# Ticks while shed hunting



## msjohns223 (Jun 20, 2012)

I have been out shed hunting several times this year and the ticks have been terrible. I live in Northeast Ohio. Be careful out there and make sure the dogs have their medicine as well.

Any luck with sheds this year?


----------



## Yakphisher (Jul 9, 2013)

Had a brown tick on me 2 weeks ago. It was cold out and wasn't looking for sheds at the time. Ugh!!


----------



## Kenlow1 (Jul 14, 2012)

Seems like they are getting worse every year. My son shot a nice buck during the rut last year (November 10th) in Woodsfield (Monroe Co.) and it was infested with ticks! I pulled off 35-40 of them and dropped in a soup can with gasoline. The next morning after the deer cooled down there were just as many on the cardboard we placed on the floor. I hate them little buggers!


----------



## UNCLEMIKE (Jul 23, 2014)

Not much luck with sheds but picked about 75 off my legs in an hour of scouting yesterday. North East Ohio public land. My clothes were treated about a month ago. ?


----------



## msjohns223 (Jun 20, 2012)

Sounds similar to what I have experienced as well. Lots of ticks!


----------



## Yakphisher (Jul 9, 2013)

There is nothing else gets on your nerves unlike ticks! Had another tick on me the other day much bigger this time.


----------



## Kenlow1 (Jul 14, 2012)

UncleMike-what did you do to get 75 ticks on your legs? Did you sit in a nest of em? Now I don't know if I even want to go turkey hunting! Haha


----------



## UNCLEMIKE (Jul 23, 2014)

I walked about a half mile up a wooded valley but there was no trail and it was thick with greenbrier. Never saw anything like it. Used to seeing a few but nothing like that.


----------



## Bluefinn (Jan 26, 2007)

UNCLEMIKE said:


> I walked about a half mile up a wooded valley but there was no trail and it was thick with greenbrier. Never saw anything like it. Used to seeing a few but nothing like that.
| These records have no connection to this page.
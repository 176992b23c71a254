//! Domain routing middleware.
//!
//! Resolves the request's `Host` to an application and endpoint, stores the
//! [`AppTarget`] in request extensions and echoes it back in `X-App` and
//! `X-App-Type` response headers.

use axum::body::Body;
use axum::extract::{FromRequestParts, State};
use axum::http::header::HOST;
use axum::http::request::Parts;
use axum::http::{HeaderMap, HeaderValue, Request};
use axum::middleware::Next;
use axum::response::Response;
use tracing::warn;

use crate::domain::AppTarget;
use crate::state::AppState;

pub const X_APP: &str = "x-app";
pub const X_APP_TYPE: &str = "x-app-type";

fn host_of(headers: &HeaderMap) -> &str {
    headers
        .get(HOST)
        .and_then(|v| v.to_str().ok())
        .unwrap_or("localhost")
}

/// Middleware attaching the resolved application to the request.
pub async fn resolve_app(
    State(state): State<AppState>,
    mut request: Request<Body>,
    next: Next,
) -> Response {
    let target = state.domains().resolve(host_of(request.headers()));
    request.extensions_mut().insert(target.clone());

    let mut response = next.run(request).await;

    let headers = response.headers_mut();
    match HeaderValue::from_str(&target.app) {
        Ok(v) => {
            headers.insert(X_APP, v);
        }
        Err(e) => {
            warn!(app = %target.app, error = %e, "application name is not a valid header value")
        }
    }
    headers.insert(X_APP_TYPE, HeaderValue::from_static(target.endpoint.as_str()));

    response
}

/// The application serving this request.
///
/// Falls back to resolving the `Host` header directly when the middleware
/// did not run.
#[derive(Debug, Clone)]
pub struct ResolvedApp(pub AppTarget);

impl FromRequestParts<AppState> for ResolvedApp {
    type Rejection = std::convert::Infallible;

    async fn from_request_parts(
        parts: &mut Parts,
        state: &AppState,
    ) -> Result<Self, Self::Rejection> {
        if let Some(target) = parts.extensions.get::<AppTarget>() {
            return Ok(ResolvedApp(target.clone()));
        }
        Ok(ResolvedApp(state.domains().resolve(host_of(&parts.headers))))
    }
}
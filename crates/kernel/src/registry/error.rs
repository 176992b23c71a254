//! Registration error types.
//!
//! Every variant names the application involved so a failed tenant can be
//! identified from the boot log alone.

use thiserror::Error;

use crate::config_store::ConfigKind;

/// Errors raised while registering one application.
///
/// None of these abort boot; they are recorded in the application's
/// [`RegistrationReport`](super::RegistrationReport) and logged.
#[derive(Debug, Clone, PartialEq, Eq, Error)]
pub enum RegistryError {
    /// The application reported an empty name.
    #[error("application rejected: name is empty")]
    EmptyName,

    /// The name has no text before its first `-`.
    #[error("application '{app}' rejected: base key before '-' is empty")]
    EmptyBaseKey { app: String },

    /// The register callback returned an error.
    #[error("application '{app}': register callback failed: {details}")]
    RegisterFailed { app: String, details: String },

    /// The register callback panicked.
    #[error("application '{app}': register callback panicked: {message}")]
    RegisterPanicked { app: String, message: String },

    /// The routes the callback declared could not be attached to the server.
    #[error("application '{app}': routes conflict with an earlier application: {message}")]
    RouteConflict { app: String, message: String },

    /// A contribution lookup returned an error.
    #[error("application '{app}': {slot} contribution failed: {details}")]
    ContributionFailed {
        app: String,
        slot: ConfigKind,
        details: String,
    },

    /// A contribution lookup panicked.
    #[error("application '{app}': {slot} contribution panicked: {message}")]
    ContributionPanicked {
        app: String,
        slot: ConfigKind,
        message: String,
    },
}

impl RegistryError {
    pub fn empty_base_key(app: impl Into<String>) -> Self {
        Self::EmptyBaseKey { app: app.into() }
    }

    pub fn register_failed(app: impl Into<String>, error: &anyhow::Error) -> Self {
        Self::RegisterFailed {
            app: app.into(),
            details: format!("{error:#}"),
        }
    }

    pub fn register_panicked(app: impl Into<String>, message: impl Into<String>) -> Self {
        Self::RegisterPanicked {
            app: app.into(),
            message: message.into(),
        }
    }

    pub fn route_conflict(app: impl Into<String>, message: impl Into<String>) -> Self {
        Self::RouteConflict {
            app: app.into(),
            message: message.into(),
        }
    }

    pub fn contribution_failed(
        app: impl Into<String>,
        slot: ConfigKind,
        error: &anyhow::Error,
    ) -> Self {
        Self::ContributionFailed {
            app: app.into(),
            slot,
            details: format!("{error:#}"),
        }
    }

    pub fn contribution_panicked(
        app: impl Into<String>,
        slot: ConfigKind,
        message: impl Into<String>,
    ) -> Self {
        Self::ContributionPanicked {
            app: app.into(),
            slot,
            message: message.into(),
        }
    }
}

/// Best-effort text of a caught panic payload.
pub(crate) fn panic_message(payload: &(dyn std::any::Any + Send)) -> String {
    if let Some(s) = payload.downcast_ref::<&str>() {
        (*s).to_string()
    } else if let Some(s) = payload.downcast_ref::<String>() {
        s.clone()
    } else {
        "unknown panic payload".to_string()
    }
}

#[cfg(test)]
#[allow(clippy::unwrap_used, clippy::expect_used)]
mod tests {
    use super::*;

    #[test]
    fn messages_name_app_and_slot() {
        let err = RegistryError::contribution_failed(
            "feieryun-admin",
            ConfigKind::AdminMenus,
            &anyhow::anyhow!("menu table missing"),
        );
        let msg = err.to_string();
        assert!(msg.contains("feieryun-admin"));
        assert!(msg.contains("admin.menus"));
        assert!(msg.contains("menu table missing"));
    }

    #[test]
    fn register_failure_keeps_context_chain() {
        let error = anyhow::anyhow!("bad path").context("mounting dashboard");
        let err = RegistryError::register_failed("x", &error);
        assert!(err.to_string().contains("mounting dashboard: bad path"));
    }

    #[test]
    fn panic_payloads_are_readable() {
        let boxed: Box<dyn std::any::Any + Send> = Box::new("static message");
        assert_eq!(panic_message(boxed.as_ref()), "static message");

        let boxed: Box<dyn std::any::Any + Send> = Box::new(String::from("owned message"));
        assert_eq!(panic_message(boxed.as_ref()), "owned message");

        let boxed: Box<dyn std::any::Any + Send> = Box::new(42_u8);
        assert_eq!(panic_message(boxed.as_ref()), "unknown panic payload");
    }
}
Article in mother earth news said tree tea oil will back them out. anyone ever try it?


----------



## msjohns223 (Jun 20, 2012)

No I never had but it may be worth a try


----------



## Ten Bears (Jan 12, 2012)

msjohns223 said:


> I have been out shed hunting several times this year and the ticks have been terrible. I live in Northeast Ohio. Be careful out there and make sure the dogs have their medicine as well.
> 
> Any luck with sheds this year?


----------



## hailtothethief (Jan 18, 2017)

Oppossum are suppose to eat ticks. We have a family. Never have tick issues


----------



## chrishallsrq (Apr 11, 2019)

find a good spray that can shield you. my dad god tick fever from two different types of ticks.. he was sick for over a year while they were trying to diagnose him.


----------



## Kenlow1 (Jul 14, 2012)

Damned TICKS! Yeah lyme disease is serious business.


----------



## chrishallsrq (Apr 11, 2019)

Kenlow1 said:


> Damned TICKS! Yeah lyme disease is serious business.


my dads wasn't lime disease it was TICK FEVER. They said its similar just harder to detect.


----------



## Kenlow1 (Jul 14, 2012)

Well guys, it happened to me. Was turkey hunting in Woodsfield for the opening day of turkey season and took a shower Monday night and Tuesday morning I noticed a tick on my side (belly) about where belt is. I pulled it off and now I have a red mark about the size of a dime. Wife wants me to go to the doc to get checked out. She will not get in bed with me now until I give her the "all clear" from the doctor. Damned little bas***rds! Oh, by the way, I did get my gobbler. Guess it wasn't that bad of a day. Some friends were hunting mushrooms @ West Brach State Park in Portage Co. and both had 12-15 ticks each on their legs and chests. Be careful and check yourself if in the outdoors-they are bad this year! I even used the Permetherin on my clothes?


----------



## squid_1 (Jun 2, 2005)

My son sent me a picture yesterday of a tick that was crawling on his arm. Wasn't the typical brown tick. This one had a yellowish a color around its abdomen. I googled it and it was indeed a deer tick. Those are the lyme disease carriers. First deer tick we have encountered while on AEP outside Chandlersville.


----------



## loweman165 (May 15, 2015)

Ugh, I'd rather hunt in a woods with a rabid bear problem then a tick problem.


----------



## $diesel$ (Aug 3, 2018)

Don't just pull them out of yourself or your dogs. The proboscis will break away and stay in you/dog and may cause problems. 
My dogs have been getting them for years and i had a hell of a time getting them off til i found this little gizmo at a local feed + grain store.



















I don't even know what ya call this little tool, but it works like a dream. Slide it on under the tick then just twist and pull. I used it on myself just the other day. My dogs have been relatively tick-free since i bought them the Seresto Collars.


----------



## MIGHTY (Sep 21, 2013)

I’ve been hearing about the ticks but haven’t made it out fishing much yet due to it being nice all week then raining just in time for the weekend when I have free time. Made a desperation trip two Saturdays ago. Walked through the woods for about 25 minutes and got down on the bank to the spot I wanted to fish. Checked myself over first thing and saw nothing. I decided to take a different route on the way back. Walked through the woods for about 10 minutes then hopped out into a field where the grass/weeds were only about knee high. Walked through that field for all of three minutes and when I got out of it I looked down and sure enough I had 4 ticks crawling around on my left pant leg. Went home and immediately took a shower.


----------